In a Rubin's vase image, however, there is no clear distinction between figure and ground, and both have equal validity. The brain must thus begin shaping what it sees. When the brain tries to see the entire design as a whole, without fully recognizing either image, it gets confused and starts discarding information until a pattern can be seen. In Rubin's day, images such as this were accordingly used as diagnostic tools.

Some people see simple columns in the photograph; others see pairs of
leaning figures.

To produce an effective Rubin's vase picture, the composite images should be flat, with little or no texture. Most modern illusions of this sort involve the traditional vase, with matching faces on either side, although there are more elaborate versions which involve fully painted scenes.

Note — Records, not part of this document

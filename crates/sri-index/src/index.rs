use serde::Serialize;
use sri_core::{Column, FactorSpec, ReferencePolicy, RiskPanel, SriConfig, SriError, SRI_COLUMN};
use std::path::Path;

use crate::pca::{first_component, PrincipalComponent};
use crate::scaling::{min_max_scale, standardize};

const SRI_MIN: f64 = 0.0;
const SRI_MAX: f64 = 100.0;

/// Sign convention for index construction
#[derive(Debug, Clone, PartialEq, Eq, Serialize)]
pub struct IndexOptions {
    /// Factor whose loading must be non-negative (higher = more stress)
    pub reference_factor: String,
    pub reference_policy: ReferencePolicy,
}

impl Default for IndexOptions {
    fn default() -> Self {
        Self {
            reference_factor: FactorSpec::vix().name,
            reference_policy: ReferencePolicy::default(),
        }
    }
}

impl From<&SriConfig> for IndexOptions {
    fn from(config: &SriConfig) -> Self {
        Self {
            reference_factor: config.reference_factor.clone(),
            reference_policy: config.reference_policy,
        }
    }
}

/// Result of index construction
#[derive(Debug, Clone, PartialEq)]
pub enum IndexOutcome {
    /// `SRI` computed for every row
    Computed {
        panel: RiskPanel,
        component: PrincipalComponent,
        /// Whether the raw component was negated to honour the reference sign
        sign_flipped: bool,
    },

    /// No configured factor was present; `SRI` is undefined for every row
    Degraded { panel: RiskPanel },
}

impl IndexOutcome {
    pub fn panel(&self) -> &RiskPanel {
        match self {
            IndexOutcome::Computed { panel, .. } | IndexOutcome::Degraded { panel } => panel,
        }
    }

    pub fn into_panel(self) -> RiskPanel {
        match self {
            IndexOutcome::Computed { panel, .. } | IndexOutcome::Degraded { panel } => panel,
        }
    }

    pub fn is_degraded(&self) -> bool {
        matches!(self, IndexOutcome::Degraded { .. })
    }

    pub fn component(&self) -> Option<&PrincipalComponent> {
        match self {
            IndexOutcome::Computed { component, .. } => Some(component),
            IndexOutcome::Degraded { .. } => None,
        }
    }

    /// The appended index column.
    pub fn sri(&self) -> &[Option<f64>] {
        self.panel()
            .column(SRI_COLUMN)
            .map(|c| c.values.as_slice())
            .unwrap_or_default()
    }
}

/// Build the Systemic Risk Index over `panel` and append it as the `SRI` column.
///
/// Only the entries of `factor_columns` present in the panel take part. Scaling and
/// min/max are fit on this exact window, so the same date can score differently
/// when the window changes.
pub fn construct_index<S: AsRef<str>>(
    panel: &RiskPanel,
    factor_columns: &[S],
    options: &IndexOptions,
) -> Result<IndexOutcome, SriError> {
    let mut retained: Vec<String> = Vec::new();
    for name in factor_columns.iter().map(AsRef::as_ref) {
        if name == SRI_COLUMN || retained.iter().any(|r| r == name) {
            continue;
        }
        if panel.contains(name) {
            retained.push(name.to_string());
        } else {
            tracing::debug!("Factor {} not in panel, excluded from the index", name);
        }
    }

    if retained.is_empty() {
        tracing::warn!("None of the configured risk factors are present; SRI is undefined");
        let panel = panel.with_column(Column::new(SRI_COLUMN, vec![None; panel.len()]))?;
        return Ok(IndexOutcome::Degraded { panel });
    }

    let factors = panel.select(&retained);
    let z = standardize(factors.columns())?;
    let (component, mut raw) = first_component(&retained, &z)?;

    let sign_flipped = match component.loading(&options.reference_factor) {
        Some(loading) => loading < 0.0,
        None => match options.reference_policy {
            ReferencePolicy::LeaveUnadjusted => {
                tracing::warn!(
                    "Reference factor {} absent; SRI sign left as returned by PCA",
                    options.reference_factor
                );
                false
            }
            ReferencePolicy::FailClosed => {
                return Err(SriError::Computation(format!(
                    "Reference factor {} absent; cannot fix the SRI sign",
                    options.reference_factor
                )));
            }
        },
    };

    let component = if sign_flipped {
        raw.iter_mut().for_each(|v| *v = -*v);
        component.negated()
    } else {
        component
    };

    let sri = min_max_scale(&raw, SRI_MIN, SRI_MAX)?;
    tracing::info!(
        "SRI built from {:?} over {} rows, explained variance {:.1}%",
        retained,
        sri.len(),
        component.explained_variance_ratio * 100.0
    );

    let panel = panel.with_column(Column::new(SRI_COLUMN, sri.into_iter().map(Some).collect()))?;
    Ok(IndexOutcome::Computed {
        panel,
        component,
        sign_flipped,
    })
}

/// Read a persisted panel and build the index over its full history.
pub fn load_index<S: AsRef<str>>(
    path: &Path,
    factor_columns: &[S],
    options: &IndexOptions,
) -> Result<IndexOutcome, SriError> {
    let panel = risk_data::read_panel(path)?;
    construct_index(&panel, factor_columns, options)
}
use async_trait::async_trait;
use chrono::NaiveDate;

use crate::{FactorSpec, Observations, Provider, RiskFactorSeries, SriError};

/// Raw provider payload before it reaches the panel.
///
/// Providers answer a one-symbol request with a bare series and a multi-symbol
/// request with a table keyed by native symbol. The acquisition boundary folds
/// both into canonical named series.
#[derive(Debug, Clone, PartialEq)]
pub enum SourceResponse {
    Series(Observations),
    Table(Vec<RiskFactorSeries>),
}

impl SourceResponse {
    pub fn is_empty(&self) -> bool {
        match self {
            SourceResponse::Series(obs) => obs.values().all(Option::is_none),
            SourceResponse::Table(series) => series.iter().all(RiskFactorSeries::is_empty),
        }
    }
}

/// Trait for upstream time-series providers
#[async_trait]
pub trait SeriesSource: Send + Sync {
    fn provider(&self) -> Provider;

    /// Fetch `factors` from `start` through today.
    async fn fetch(&self, factors: &[FactorSpec], start: NaiveDate) -> Result<SourceResponse, SriError>;
}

For today's elephant, I thought I'd produce two versions: one with two elephants facing one another, and one with a bunch of interlocking elephant shapes.

I thought it would be easy to produce these, but neither one was particularly simple. The one with two elephants facing one another was nigh on impossible, as you can see from my final paltry attempt.

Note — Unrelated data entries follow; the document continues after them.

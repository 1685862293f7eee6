use chrono::{NaiveDate, NaiveDateTime};
use sri_core::{Column, RiskPanel, SriError, DATE_COLUMN};
use std::fs::File;
use std::io::{self, Write};
use std::path::Path;
use tempfile::NamedTempFile;

const DATE_FORMAT: &str = "%Y-%m-%d";

/// Mode of a saved panel before the process umask is applied.
#[cfg(unix)]
const PANEL_MODE: u32 = 0o644;

fn csv_error(path: &Path, e: csv::Error) -> SriError {
    SriError::InvalidData(format!("{}: {}", path.display(), e))
}

/// Write `panel` to `destination` as CSV, replacing any previous file.
///
/// The file is staged next to the destination and renamed into place, so readers
/// see either the old content or the new content.
pub fn persist(panel: &RiskPanel, destination: &Path) -> Result<(), SriError> {
    let dir = match destination.parent() {
        Some(p) if !p.as_os_str().is_empty() => p,
        _ => Path::new("."),
    };
    std::fs::create_dir_all(dir)?;

    let mut staged = stage_in(dir)?;
    {
        let mut writer = csv::Writer::from_writer(staged.as_file_mut());

        let mut header = vec![DATE_COLUMN.to_string()];
        header.extend(panel.columns().iter().map(|c| c.name.clone()));
        writer.write_record(&header).map_err(|e| csv_error(destination, e))?;

        for (row, date) in panel.dates().iter().enumerate() {
            let mut record = Vec::with_capacity(panel.columns().len() + 1);
            record.push(date.format(DATE_FORMAT).to_string());
            // f64 Display is the shortest string that parses back to the same bits
            record.extend(
                panel
                    .columns()
                    .iter()
                    .map(|c| c.values[row].map(|v| v.to_string()).unwrap_or_default()),
            );
            writer.write_record(&record).map_err(|e| csv_error(destination, e))?;
        }
        writer.flush()?;
    }
    staged.as_file_mut().flush()?;
    staged.as_file().sync_all()?;

    staged.persist(destination).map_err(|e| SriError::Io(e.error))?;
    tracing::info!("Saved {} rows to {}", panel.len(), destination.display());
    Ok(())
}

/// Temp file next to the destination, created with regular file permissions
/// instead of the private mode temp files get by default.
#[cfg(unix)]
fn stage_in(dir: &Path) -> io::Result<NamedTempFile> {
    use std::os::unix::fs::PermissionsExt;

    tempfile::Builder::new()
        .prefix(".risk_panel")
        .permissions(std::fs::Permissions::from_mode(PANEL_MODE))
        .tempfile_in(dir)
}

#[cfg(not(unix))]
fn stage_in(dir: &Path) -> io::Result<NamedTempFile> {
    NamedTempFile::new_in(dir)
}

fn parse_date(raw: &str) -> Option<NaiveDate> {
    let raw = raw.trim();
    NaiveDate::parse_from_str(raw, DATE_FORMAT)
        .ok()
        .or_else(|| NaiveDateTime::parse_from_str(raw, "%Y-%m-%d %H:%M:%S").ok().map(|dt| dt.date()))
        .or_else(|| NaiveDateTime::parse_from_str(raw, "%Y-%m-%dT%H:%M:%S").ok().map(|dt| dt.date()))
}

/// Read a panel written by [`persist`] (or any CSV with a leading date column).
pub fn read_panel(path: &Path) -> Result<RiskPanel, SriError> {
    let file = match File::open(path) {
        Ok(f) => f,
        Err(e) if e.kind() == io::ErrorKind::NotFound => return Err(SriError::MissingFile(path.to_path_buf())),
        Err(e) => return Err(e.into()),
    };

    let mut reader = csv::Reader::from_reader(file);
    let headers = reader.headers().map_err(|e| csv_error(path, e))?.clone();
    if headers.is_empty() {
        return Err(SriError::InvalidData(format!("{}: missing header row", path.display())));
    }
    let names: Vec<String> = headers.iter().skip(1).map(|h| h.trim().to_string()).collect();

    let mut dates = Vec::new();
    let mut values: Vec<Vec<Option<f64>>> = vec![Vec::new(); names.len()];

    for (line, record) in reader.records().enumerate() {
        let record = record.map_err(|e| csv_error(path, e))?;
        let raw_date = record.get(0).unwrap_or_default();
        let date = parse_date(raw_date).ok_or_else(|| {
            SriError::InvalidData(format!("{}: row {} has invalid date '{}'", path.display(), line + 1, raw_date))
        })?;
        dates.push(date);

        for (col, cells) in values.iter_mut().enumerate() {
            let cell = record.get(col + 1).unwrap_or_default().trim();
            let value = if cell.is_empty() {
                None
            } else {
                let v: f64 = cell.parse().map_err(|_| {
                    SriError::InvalidData(format!(
                        "{}: row {} column '{}' has invalid number '{}'",
                        path.display(),
                        line + 1,
                        names[col],
                        cell
                    ))
                })?;
                Some(v).filter(|v| v.is_finite())
            };
            cells.push(value);
        }
    }

    let columns = names.into_iter().zip(values).map(|(n, v)| Column::new(n, v)).collect();
    let panel = RiskPanel::new(dates, columns)?;
    tracing::debug!("Loaded {} rows from {}", panel.len(), path.display());
    Ok(panel)
}

#[cfg(test)]
mod tests {
    use super::*;
    use sri_core::SRI_COLUMN;

    fn d(y: i32, m: u32, day: u32) -> NaiveDate {
        NaiveDate::from_ymd_opt(y, m, day).unwrap()
    }

    fn sample() -> RiskPanel {
        RiskPanel::new(
            vec![d(2024, 1, 5), d(2024, 1, 12), d(2024, 1, 19)],
            vec![
                Column::new("VIX", vec![Some(13.35), Some(0.1 + 0.2), Some(1e-9)]),
                Column::new("MOVE", vec![Some(110.0), Some(112.123456789012), Some(98.5)]),
                Column::new(SRI_COLUMN, vec![None, None, None]),
            ],
        )
        .unwrap()
    }

    #[test]
    fn test_round_trip_is_exact() {
        let dir = tempfile::tempdir().unwrap();
        let path = dir.path().join("nested").join("risk_factors.csv");

        let panel = sample();
        persist(&panel, &path).unwrap();
        let loaded = read_panel(&path).unwrap();
        assert_eq!(loaded, panel);
    }

    #[test]
    fn test_persist_is_idempotent_and_overwrites() {
        let dir = tempfile::tempdir().unwrap();
        let path = dir.path().join("risk_factors.csv");

        persist(&sample().tail(1), &path).unwrap();
        persist(&sample(), &path).unwrap();
        let first = std::fs::read(&path).unwrap();
        persist(&sample(), &path).unwrap();
        let second = std::fs::read(&path).unwrap();

        assert_eq!(first, second);
        let text = String::from_utf8(first).unwrap();
        let lines: Vec<&str> = text.lines().collect();
        assert_eq!(lines.len(), 4);
        assert_eq!(lines[0], "Date,VIX,MOVE,SRI");
        assert_eq!(lines[1], "2024-01-05,13.35,110,");
        // no staging files left behind
        assert_eq!(std::fs::read_dir(dir.path()).unwrap().count(), 1);
    }

    #[cfg(unix)]
    #[test]
    fn test_saved_panel_follows_umask() {
        use std::os::unix::fs::PermissionsExt;

        let dir = tempfile::tempdir().unwrap();
        let path = dir.path().join("risk_factors.csv");
        persist(&sample(), &path).unwrap();

        // a plain create() gets 0666 minus the umask
        let plain = dir.path().join("plain.csv");
        File::create(&plain).unwrap();
        let umasked = std::fs::metadata(&plain).unwrap().permissions().mode() & 0o777;

        let mode = std::fs::metadata(&path).unwrap().permissions().mode() & 0o777;
        assert_eq!(mode, umasked & PANEL_MODE);
    }

    #[test]
    fn test_missing_file() {
        let dir = tempfile::tempdir().unwrap();
        let path = dir.path().join("absent.csv");
        assert!(matches!(read_panel(&path), Err(SriError::MissingFile(p)) if p == path));
    }

    #[test]
    fn test_reads_timestamped_dates_and_nan() {
        let dir = tempfile::tempdir().unwrap();
        let path = dir.path().join("risk_factors.csv");
        std::fs::write(&path, "Date,VIX\n2024-01-05 00:00:00,13.0\n2024-01-12,NaN\n").unwrap();

        let panel = read_panel(&path).unwrap();
        assert_eq!(panel.dates(), &[d(2024, 1, 5), d(2024, 1, 12)]);
        assert_eq!(panel.column("VIX").unwrap().values, vec![Some(13.0), None]);
    }

    #[test]
    fn test_rejects_malformed_rows() {
        let dir = tempfile::tempdir().unwrap();
        let path = dir.path().join("bad.csv");

        std::fs::write(&path, "Date,VIX\nnot-a-date,13.0\n").unwrap();
        assert!(matches!(read_panel(&path), Err(SriError::InvalidData(_))));

        std::fs::write(&path, "Date,VIX\n2024-01-05,abc\n").unwrap();
        assert!(matches!(read_panel(&path), Err(SriError::InvalidData(_))));

        std::fs::write(&path, "Date,VIX\n2024-01-12,1\n2024-01-05,2\n").unwrap();
        assert!(matches!(read_panel(&path), Err(SriError::InvalidData(_))));
    }
}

I tried every angle of elephants, every shape of elephants, and every section of elephants, to try and get something reasonable. Because of the tusks and relatively smooth shape of the trunk, the vase idea didn't work, and even the insertion of an abstract elephant in the negative space between two elephants took some doing.

I eventually got two sketches that I thought would do.

The image with two elephants facing one another was simple to colour in. The one with six stylized elephants required grey in addition to black and white.

I don't love either of these and, having exhausted every design I could think of to arrive at the version with two facing elephants, I don't think I'll be trying this again anytime soon. At least not with elephants.

Elephant Lore of the Day
Elephants like to swim, but tend to grow restless on sea voyages. In 1933, Princess Alice, a circus elephant in Australia, was being transported by steamer, along with a great many other animals. Swaying restlessly on deck, her feet chained, she was clearly bored out of her mind.

Feeling around with her trunk for something to do, Alice discovered an interesting tap. She played with it for a while, until she figured out how to turn it. It happened to be a tap controlling the supply of steam to one of the ship's winches, so when Alice turned it, it released the winch drum. The clatter of the spinning drum brought alarmed deckhands running to the scene.

The tap was quickly turned off, and order was restored. As soon as everyone had gone, however, Alice turned the tap on again. As one report said, "the wicked gleam in her eyes suggested that she was enjoying the commotion." Alice did this so many times that an engineer ultimately spoiled her fun by turning off the supply of steam from below.

Later, this same engineer was dozing in his cabin, when a snake-like object floated through the porthole, hovering near his head. Leaping out of his bunk in shock, he discovered that it was an elephant's trunk.

Alice at an amusement park known as Wonderland City, Sydney, Australia, ca. 1907.